Japanese manga series

The Otaku Love Connection (オタクも恋も連鎖する, Otaku mo Koi mo Rensa Suru) is a Japanese manga series written and illustrated by Chiyu Amairo. It initially began publication as a webcomic on the author's Twitter account in June 2022. It was later acquired by Square Enix who began serializing it on the Pixiv Comic website under their Gangan Pixiv brand in April 2023.

== Plot ==
Wataru Otonari is a high school student who ships two students in his classroom, Yuzuru Kakoi and Chihiro Kawai, because of their beauty. Wataru later encounters people who share the same ship as him, albeit from different points of view.

== Publication ==
Written and illustrated by Chiyu Amairo, The Otaku Love Connection began publication as a webcomic on the author's Twitter account on June 18, 2022. It was later acquired by Square Enix who began serializing it on the Pixiv Comic website under their Gangan Pixiv brand on April 8, 2023. Its chapters have been compiled into five tankōbon volumes as of July 2026.
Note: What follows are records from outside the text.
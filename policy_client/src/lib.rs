//! Policy client library: everything behind the `policy_client` binary.
//!
//! - `args` — CLI flags and the `Settings` derived from them.
//! - `transport` — `Transport` seam and its blocking reqwest implementation.
//! - `session_client` — OTP handshake and authorized holdings fetch.
//! - `worker` — runs network actions off the foreground thread.
//! - `model` — actions, worker events, and console commands.
//! - `app` — login/dashboard state machine.
//! - `view` — user-facing text.
//! - `console` — stdin reader and the foreground loop.
#![warn(missing_docs)]
pub mod app;
pub mod args;
pub mod console;
pub mod model;
pub mod session_client;
pub mod transport;
pub mod view;
pub mod worker;

#[cfg(test)]
pub(crate) mod testing;

pub use app::App;
pub use args::{Args, Settings};
pub use session_client::SessionClient;
pub use transport::{HttpTransport, Transport};
pub use worker::ActionWorker;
The series is published in English on Square Enix's Manga Up! Global app and website. During their panel at Anime Expo 2024, Square Enix Manga & Books announced that they had licensed the series for English publication beginning in February 2025.

| No. | Original release date | Original ISBN | North American release date | North American ISBN |
| 1 | April 21, 2023 | 978-4-7575-8481-5 | February 11, 2025 | 978-1-64609-369-4 |
| Chapters 1–10; |
| 2 | November 21, 2023 | 978-4-7575-8909-4 | June 10, 2025 | 978-1-64609-370-0 |
| Chapters 11–19; |
| 3 | July 22, 2024 | 978-4-7575-9277-3 | October 21, 2025 | 978-1-64609-391-5 |
| Chapters 20–25; | Bonus; |
| 4 | June 20, 2025 | 978-4-7575-9910-9 | May 19, 2026 | 978-1-64609-492-9 |
| Chapters 26–29; | Bonus; |
| 5 | July 22, 2026 | 978-4-3010-0648-0 | — | — |

== Reception ==
The English release translation of the series by minami won the Japan Society and Anime NYC's second American Manga Award for Best Translation in 2025.